[Stored data]
____

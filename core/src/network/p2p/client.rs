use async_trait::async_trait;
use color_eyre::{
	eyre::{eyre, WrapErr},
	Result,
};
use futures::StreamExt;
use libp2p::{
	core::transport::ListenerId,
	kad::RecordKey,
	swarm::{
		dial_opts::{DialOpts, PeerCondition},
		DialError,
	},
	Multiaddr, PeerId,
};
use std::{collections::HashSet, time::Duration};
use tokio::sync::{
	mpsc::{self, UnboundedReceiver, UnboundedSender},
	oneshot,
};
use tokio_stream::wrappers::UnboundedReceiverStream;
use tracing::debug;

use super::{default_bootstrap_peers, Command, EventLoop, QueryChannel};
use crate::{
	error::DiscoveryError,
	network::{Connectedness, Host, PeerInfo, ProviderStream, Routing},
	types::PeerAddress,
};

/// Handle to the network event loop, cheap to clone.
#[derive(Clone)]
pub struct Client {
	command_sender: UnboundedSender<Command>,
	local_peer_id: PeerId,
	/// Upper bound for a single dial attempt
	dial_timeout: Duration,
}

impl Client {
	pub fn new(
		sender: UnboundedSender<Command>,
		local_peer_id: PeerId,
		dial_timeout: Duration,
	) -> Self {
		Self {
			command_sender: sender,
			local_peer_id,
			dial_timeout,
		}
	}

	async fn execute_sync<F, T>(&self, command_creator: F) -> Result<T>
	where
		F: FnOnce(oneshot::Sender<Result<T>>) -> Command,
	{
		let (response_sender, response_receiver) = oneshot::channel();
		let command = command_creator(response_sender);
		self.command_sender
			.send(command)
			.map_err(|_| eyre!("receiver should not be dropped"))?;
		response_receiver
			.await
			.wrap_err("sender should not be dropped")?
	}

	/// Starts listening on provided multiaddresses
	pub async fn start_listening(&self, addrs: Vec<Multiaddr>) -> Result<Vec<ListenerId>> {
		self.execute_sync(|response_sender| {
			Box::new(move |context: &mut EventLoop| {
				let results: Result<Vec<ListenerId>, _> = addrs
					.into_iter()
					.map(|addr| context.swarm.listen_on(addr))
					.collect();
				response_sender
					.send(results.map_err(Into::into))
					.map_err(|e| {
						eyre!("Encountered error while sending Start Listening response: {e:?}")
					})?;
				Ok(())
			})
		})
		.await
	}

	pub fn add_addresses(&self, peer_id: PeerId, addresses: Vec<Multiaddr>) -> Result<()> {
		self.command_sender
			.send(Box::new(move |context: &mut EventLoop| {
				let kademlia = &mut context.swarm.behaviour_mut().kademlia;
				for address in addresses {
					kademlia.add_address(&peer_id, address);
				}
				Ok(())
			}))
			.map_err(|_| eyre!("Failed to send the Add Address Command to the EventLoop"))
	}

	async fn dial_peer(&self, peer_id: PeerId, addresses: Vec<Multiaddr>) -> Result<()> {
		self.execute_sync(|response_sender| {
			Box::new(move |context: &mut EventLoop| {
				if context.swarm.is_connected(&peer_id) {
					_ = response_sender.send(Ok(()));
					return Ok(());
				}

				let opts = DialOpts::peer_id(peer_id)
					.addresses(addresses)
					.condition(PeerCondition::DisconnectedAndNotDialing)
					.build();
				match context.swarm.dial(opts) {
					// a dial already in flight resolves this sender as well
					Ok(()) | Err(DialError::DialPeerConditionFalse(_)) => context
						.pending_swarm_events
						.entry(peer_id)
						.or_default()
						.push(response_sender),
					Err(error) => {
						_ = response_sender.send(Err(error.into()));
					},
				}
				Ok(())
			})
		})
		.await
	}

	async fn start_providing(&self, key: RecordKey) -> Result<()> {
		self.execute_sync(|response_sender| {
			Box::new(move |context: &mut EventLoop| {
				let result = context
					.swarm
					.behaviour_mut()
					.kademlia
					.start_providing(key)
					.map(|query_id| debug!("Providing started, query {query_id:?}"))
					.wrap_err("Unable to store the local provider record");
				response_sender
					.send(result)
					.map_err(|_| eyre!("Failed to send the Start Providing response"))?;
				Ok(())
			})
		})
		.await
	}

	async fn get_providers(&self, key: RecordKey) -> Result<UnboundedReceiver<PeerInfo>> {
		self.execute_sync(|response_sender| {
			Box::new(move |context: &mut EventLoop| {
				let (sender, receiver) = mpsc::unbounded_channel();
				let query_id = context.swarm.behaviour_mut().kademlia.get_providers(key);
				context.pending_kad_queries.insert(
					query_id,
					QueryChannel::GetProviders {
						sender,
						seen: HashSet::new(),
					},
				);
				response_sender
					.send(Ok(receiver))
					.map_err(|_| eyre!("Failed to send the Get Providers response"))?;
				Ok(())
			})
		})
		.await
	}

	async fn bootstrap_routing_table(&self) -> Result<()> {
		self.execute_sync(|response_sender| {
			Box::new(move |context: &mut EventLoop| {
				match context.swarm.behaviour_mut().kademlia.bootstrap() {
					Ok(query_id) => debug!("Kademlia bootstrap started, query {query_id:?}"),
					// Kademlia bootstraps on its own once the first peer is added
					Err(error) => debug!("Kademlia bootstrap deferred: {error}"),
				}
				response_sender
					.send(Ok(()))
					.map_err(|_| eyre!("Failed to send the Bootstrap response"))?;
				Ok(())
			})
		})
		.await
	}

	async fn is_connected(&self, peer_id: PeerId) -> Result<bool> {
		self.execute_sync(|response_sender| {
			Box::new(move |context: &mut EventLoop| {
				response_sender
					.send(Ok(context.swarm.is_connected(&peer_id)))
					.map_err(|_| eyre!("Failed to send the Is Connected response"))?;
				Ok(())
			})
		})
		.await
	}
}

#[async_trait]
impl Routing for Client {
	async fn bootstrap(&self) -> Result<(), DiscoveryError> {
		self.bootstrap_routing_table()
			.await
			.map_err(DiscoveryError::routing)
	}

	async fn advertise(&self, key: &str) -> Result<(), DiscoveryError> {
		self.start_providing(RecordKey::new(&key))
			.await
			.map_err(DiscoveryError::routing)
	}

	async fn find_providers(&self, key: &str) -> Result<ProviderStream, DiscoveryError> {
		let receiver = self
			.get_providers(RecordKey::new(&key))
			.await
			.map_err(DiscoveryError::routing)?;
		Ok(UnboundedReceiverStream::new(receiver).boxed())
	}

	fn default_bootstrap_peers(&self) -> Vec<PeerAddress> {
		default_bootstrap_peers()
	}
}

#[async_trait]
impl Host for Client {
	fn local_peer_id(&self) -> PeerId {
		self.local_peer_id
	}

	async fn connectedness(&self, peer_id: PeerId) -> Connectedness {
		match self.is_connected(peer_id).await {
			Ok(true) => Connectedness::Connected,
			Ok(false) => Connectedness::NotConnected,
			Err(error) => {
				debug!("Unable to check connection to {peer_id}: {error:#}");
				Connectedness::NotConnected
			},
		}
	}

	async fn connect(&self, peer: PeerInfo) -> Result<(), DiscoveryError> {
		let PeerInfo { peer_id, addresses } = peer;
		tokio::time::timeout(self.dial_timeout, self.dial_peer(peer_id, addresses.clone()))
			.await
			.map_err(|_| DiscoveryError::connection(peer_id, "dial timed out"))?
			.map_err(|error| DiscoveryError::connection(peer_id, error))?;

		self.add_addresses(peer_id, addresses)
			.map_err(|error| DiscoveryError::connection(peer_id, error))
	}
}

____

Your objective
Nothing should be omitted or altered. Retype the records exactly.

Solution to the exercise
filename core/src/network/p2p/client.rs
use async_trait::async_trait;
use color_eyre::{
	eyre::{eyre, WrapErr},
	Result,
};
use futures::StreamExt;
use libp2p::{
	core::transport::ListenerId,
	kad::RecordKey,
	swarm::{
		dial_opts::{DialOpts, PeerCondition},
		DialError,
	},
	Multiaddr, PeerId,
};
use std::{collections::HashSet, time::Duration};
use tokio::sync::{
	mpsc::{self, UnboundedReceiver, UnboundedSender},
	oneshot,
};
use tokio_stream::wrappers::UnboundedReceiverStream;
use tracing::debug;

use super::{default_bootstrap_peers, Command, EventLoop, QueryChannel};
use crate::{
	error::DiscoveryError,
	network::{Connectedness, Host, PeerInfo, ProviderStream, Routing},
	types::PeerAddress,
};

/// Handle to the network event loop, cheap to clone.
#[derive(Clone)]
pub struct Client {
	command_sender: UnboundedSender<Command>,
	local_peer_id: PeerId,
	/// Upper bound for a single dial attempt
	dial_timeout: Duration,
}

impl Client {
	pub fn new(
		sender: UnboundedSender<Command>,
		local_peer_id: PeerId,
		dial_timeout: Duration,
	) -> Self {
		Self {
			command_sender: sender,
			local_peer_id,
			dial_timeout,
		}
	}

	async fn execute_sync<F, T>(&self, command_creator: F) -> Result<T>
	where
		F: FnOnce(oneshot::Sender<Result<T>>) -> Command,
	{
		let (response_sender, response_receiver) = oneshot::channel();
		let command = command_creator(response_sender);
		self.command_sender
			.send(command)
			.map_err(|_| eyre!("receiver should not be dropped"))?;
		response_receiver
			.await
			.wrap_err("sender should not be dropped")?
	}

	/// Starts listening on provided multiaddresses
	pub async fn start_listening(&self, addrs: Vec<Multiaddr>) -> Result<Vec<ListenerId>> {
		self.execute_sync(|response_sender| {
			Box::new(move |context: &mut EventLoop| {
				let results: Result<Vec<ListenerId>, _> = addrs
					.into_iter()
					.map(|addr| context.swarm.listen_on(addr))
					.collect();
				response_sender
					.send(results.map_err(Into::into))
					.map_err(|e| {
						eyre!("Encountered error while sending Start Listening response: {e:?}")
					})?;
				Ok(())
			})
		})
		.await
	}

	pub fn add_addresses(&self, peer_id: PeerId, addresses: Vec<Multiaddr>) -> Result<()> {
		self.command_sender
			.send(Box::new(move |context: &mut EventLoop| {
				let kademlia = &mut context.swarm.behaviour_mut().kademlia;
				for address in addresses {
					kademlia.add_address(&peer_id, address);
				}
				Ok(())
			}))
			.map_err(|_| eyre!("Failed to send the Add Address Command to the EventLoop"))
	}

	async fn dial_peer(&self, peer_id: PeerId, addresses: Vec<Multiaddr>) -> Result<()> {
		self.execute_sync(|response_sender| {
			Box::new(move |context: &mut EventLoop| {
				if context.swarm.is_connected(&peer_id) {
					_ = response_sender.send(Ok(()));
					return Ok(());
				}

				let opts = DialOpts::peer_id(peer_id)
					.addresses(addresses)
					.condition(PeerCondition::DisconnectedAndNotDialing)
					.build();
				match context.swarm.dial(opts) {
					// a dial already in flight resolves this sender as well
					Ok(()) | Err(DialError::DialPeerConditionFalse(_)) => context
						.pending_swarm_events
						.entry(peer_id)
						.or_default()
						.push(response_sender),
					Err(error) => {
						_ = response_sender.send(Err(error.into()));
					},
				}
				Ok(())
			})
		})
		.await
	}

	async fn start_providing(&self, key: RecordKey) -> Result<()> {
		self.execute_sync(|response_sender| {
			Box::new(move |context: &mut EventLoop| {
				let result = context
					.swarm
					.behaviour_mut()
					.kademlia
					.start_providing(key)
					.map(|query_id| debug!("Providing started, query {query_id:?}"))
					.wrap_err("Unable to store the local provider record");
				response_sender
					.send(result)
					.map_err(|_| eyre!("Failed to send the Start Providing response"))?;
				Ok(())
			})
		})
		.await
	}

	async fn get_providers(&self, key: RecordKey) -> Result<UnboundedReceiver<PeerInfo>> {
		self.execute_sync(|response_sender| {
			Box::new(move |context: &mut EventLoop| {
				let (sender, receiver) = mpsc::unbounded_channel();
				let query_id = context.swarm.behaviour_mut().kademlia.get_providers(key);
				context.pending_kad_queries.insert(
					query_id,
					QueryChannel::GetProviders {
						sender,
						seen: HashSet::new(),
					},
				);
				response_sender
					.send(Ok(receiver))
					.map_err(|_| eyre!("Failed to send the Get Providers response"))?;
				Ok(())
			})
		})
		.await
	}

	async fn bootstrap_routing_table(&self) -> Result<()> {
		self.execute_sync(|response_sender| {
			Box::new(move |context: &mut EventLoop| {
				match context.swarm.behaviour_mut().kademlia.bootstrap() {
					Ok(query_id) => debug!("Kademlia bootstrap started, query {query_id:?}"),
					// Kademlia bootstraps on its own once the first peer is added
					Err(error) => debug!("Kademlia bootstrap deferred: {error}"),
				}
				response_sender
					.send(Ok(()))
					.map_err(|_| eyre!("Failed to send the Bootstrap response"))?;
				Ok(())
			})
		})
		.await
	}

	async fn is_connected(&self, peer_id: PeerId) -> Result<bool> {
		self.execute_sync(|response_sender| {
			Box::new(move |context: &mut EventLoop| {
				response_sender
					.send(Ok(context.swarm.is_connected(&peer_id)))
					.map_err(|_| eyre!("Failed to send the Is Connected response"))?;
				Ok(())
			})
		})
		.await
	}
}

#[async_trait]
impl Routing for Client {
	async fn bootstrap(&self) -> Result<(), DiscoveryError> {
		self.bootstrap_routing_table()
			.await
			.map_err(DiscoveryError::routing)
	}

	async fn advertise(&self, key: &str) -> Result<(), DiscoveryError> {
		self.start_providing(RecordKey::new(&key))
			.await
			.map_err(DiscoveryError::routing)
	}

	async fn find_providers(&self, key: &str) -> Result<ProviderStream, DiscoveryError> {
		let receiver = self
			.get_providers(RecordKey::new(&key))
			.await
			.map_err(DiscoveryError::routing)?;
		Ok(UnboundedReceiverStream::new(receiver).boxed())
	}

	fn default_bootstrap_peers(&self) -> Vec<PeerAddress> {
		default_bootstrap_peers()
	}
}

#[async_trait]
impl Host for Client {
	fn local_peer_id(&self) -> PeerId {
		self.local_peer_id
	}

	async fn connectedness(&self, peer_id: PeerId) -> Connectedness {
		match self.is_connected(peer_id).await {
			Ok(true) => Connectedness::Connected,
			Ok(false) => Connectedness::NotConnected,
			Err(error) => {
				debug!("Unable to check connection to {peer_id}: {error:#}");
				Connectedness::NotConnected
			},
		}
	}

	async fn connect(&self, peer: PeerInfo) -> Result<(), DiscoveryError> {
		let PeerInfo { peer_id, addresses } = peer;
		tokio::time::timeout(self.dial_timeout, self.dial_peer(peer_id, addresses.clone()))
			.await
			.map_err(|_| DiscoveryError::connection(peer_id, "dial timed out"))?
			.map_err(|error| DiscoveryError::connection(peer_id, error))?;

		self.add_addresses(peer_id, addresses)
			.map_err(|error| DiscoveryError::connection(peer_id, error))
	}
}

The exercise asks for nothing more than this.